This comment-turned-article is why Robert Harrell was first published here last winter. It is worth a re-read, or a thousand of them throughout this coming year. It is so incredible – I would like to memorize those numbers below, especially the one about Mr. Rogers. If those numbers are right, then we all have a lot of slowing down to do this year:
Suzanne Perez Tobias of the Wichita Eagle published an article in 2008 (August 22) about the research done by Ray Hull, an audiologist at the University of Wichita. He says that most adults speak too quickly for children to process in their native language.
The basic facts:
1. Average 5-to-7 year olds process their native language at about 120 words per minute.
2. Average high school students process native language at about 140-145 words per minute.
3. Average adults speak at 170 words per minute.
Fred Rogers (“Mister Rogers”) trained himself to speak at a rate of 124 words per minute – and kept children spellbound.
Hull says, “Anybody who works with children will save a great deal of time if they will simply speak at a rate children can comprehend.”
He gives an example from school: “So when an algebra teacher is speaking at 160 or 180 words per minute and is introducing a new math concept … that is a problem.”

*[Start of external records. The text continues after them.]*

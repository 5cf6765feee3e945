/// Work database models
use chrono::{DateTime, Utc};
use serde::{Deserialize, Serialize};
use sqlx::FromRow;

/// Kind of the primary media file
#[derive(Debug, Clone, Copy, PartialEq, Eq, Serialize, Deserialize, sqlx::Type)]
#[serde(rename_all = "lowercase")]
#[sqlx(rename_all = "lowercase")]
pub enum ContentType {
    Image,
    Video,
}

impl ContentType {
    /// Derive the content type from an upload's MIME type
    pub fn from_mime(mime_type: &str) -> Self {
        if mime_type.starts_with("video/") {
            ContentType::Video
        } else {
            ContentType::Image
        }
    }

    pub fn as_str(&self) -> &'static str {
        match self {
            ContentType::Image => "image",
            ContentType::Video => "video",
        }
    }
}

/// Publication status of a work
#[derive(Debug, Clone, Copy, PartialEq, Eq, Serialize, Deserialize, sqlx::Type)]
#[serde(rename_all = "lowercase")]
#[sqlx(rename_all = "lowercase")]
pub enum WorkStatus {
    /// Visible through its share token
    Active,
    Inactive,
    Archived,
}

impl WorkStatus {
    pub fn as_str(&self) -> &'static str {
        match self {
            WorkStatus::Active => "active",
            WorkStatus::Inactive => "inactive",
            WorkStatus::Archived => "archived",
        }
    }
}

/// Video flavour: uploaded file or external link
#[derive(Debug, Clone, Copy, PartialEq, Eq, Serialize, Deserialize, sqlx::Type)]
#[serde(rename_all = "lowercase")]
#[sqlx(rename_all = "lowercase")]
pub enum VideoType {
    File,
    Link,
}

impl VideoType {
    pub fn as_str(&self) -> &'static str {
        match self {
            VideoType::File => "file",
            VideoType::Link => "link",
        }
    }
}

/// Work record (aggregate root)
#[derive(Debug, Clone, PartialEq, FromRow, Serialize, Deserialize)]
pub struct Work {
    pub id: i64,
    pub title: String,
    pub description: String,
    pub category_id: Option<i64>,
    pub owner_id: i64,
    pub main_content_url: Option<String>,
    pub main_content_type: ContentType,
    pub target_file_url: Option<String>,
    pub status: WorkStatus,
    pub share_token: Option<String>,
    pub created_at: DateTime<Utc>,
    pub updated_at: DateTime<Utc>,
}

/// Secondary image attached to a work
#[derive(Debug, Clone, PartialEq, FromRow, Serialize, Deserialize)]
pub struct AdditionalImage {
    pub id: i64,
    pub work_id: i64,
    pub image_url: String,
}

/// Video attached to a work
#[derive(Debug, Clone, PartialEq, FromRow, Serialize, Deserialize)]
pub struct Video {
    pub id: i64,
    pub work_id: i64,
    pub video_url: String,
    pub video_type: VideoType,
}

/// External link attached to a work
#[derive(Debug, Clone, PartialEq, FromRow, Serialize, Deserialize)]
pub struct Link {
    pub id: i64,
    pub work_id: i64,
    pub link_url: String,
}

/// Social media handle attached to a work
#[derive(Debug, Clone, PartialEq, FromRow, Serialize, Deserialize)]
pub struct SocialMediaEntry {
    pub id: i64,
    pub work_id: i64,
    pub platform: String,
    pub handle_or_url: String,
}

Now consider that our students are processing a foreign language.
I’m still trying to slow down enough.
Here’s a link to comments on the original article:
And here is a comment on this topic from Chris Stoltz which also sheds valuable light on the subject:
Simple speed test:
110 wpm is on the high end for a 2nd language class. Get your phone’s stopwatch and read the following sentence aloud:
“Tomorrow, I am going to the store with Mary and John.” That should take 10-11 seconds. If you can go that slow, you are at the right speed for a 2nd language class.
It’s AMAZING how slow we have to go!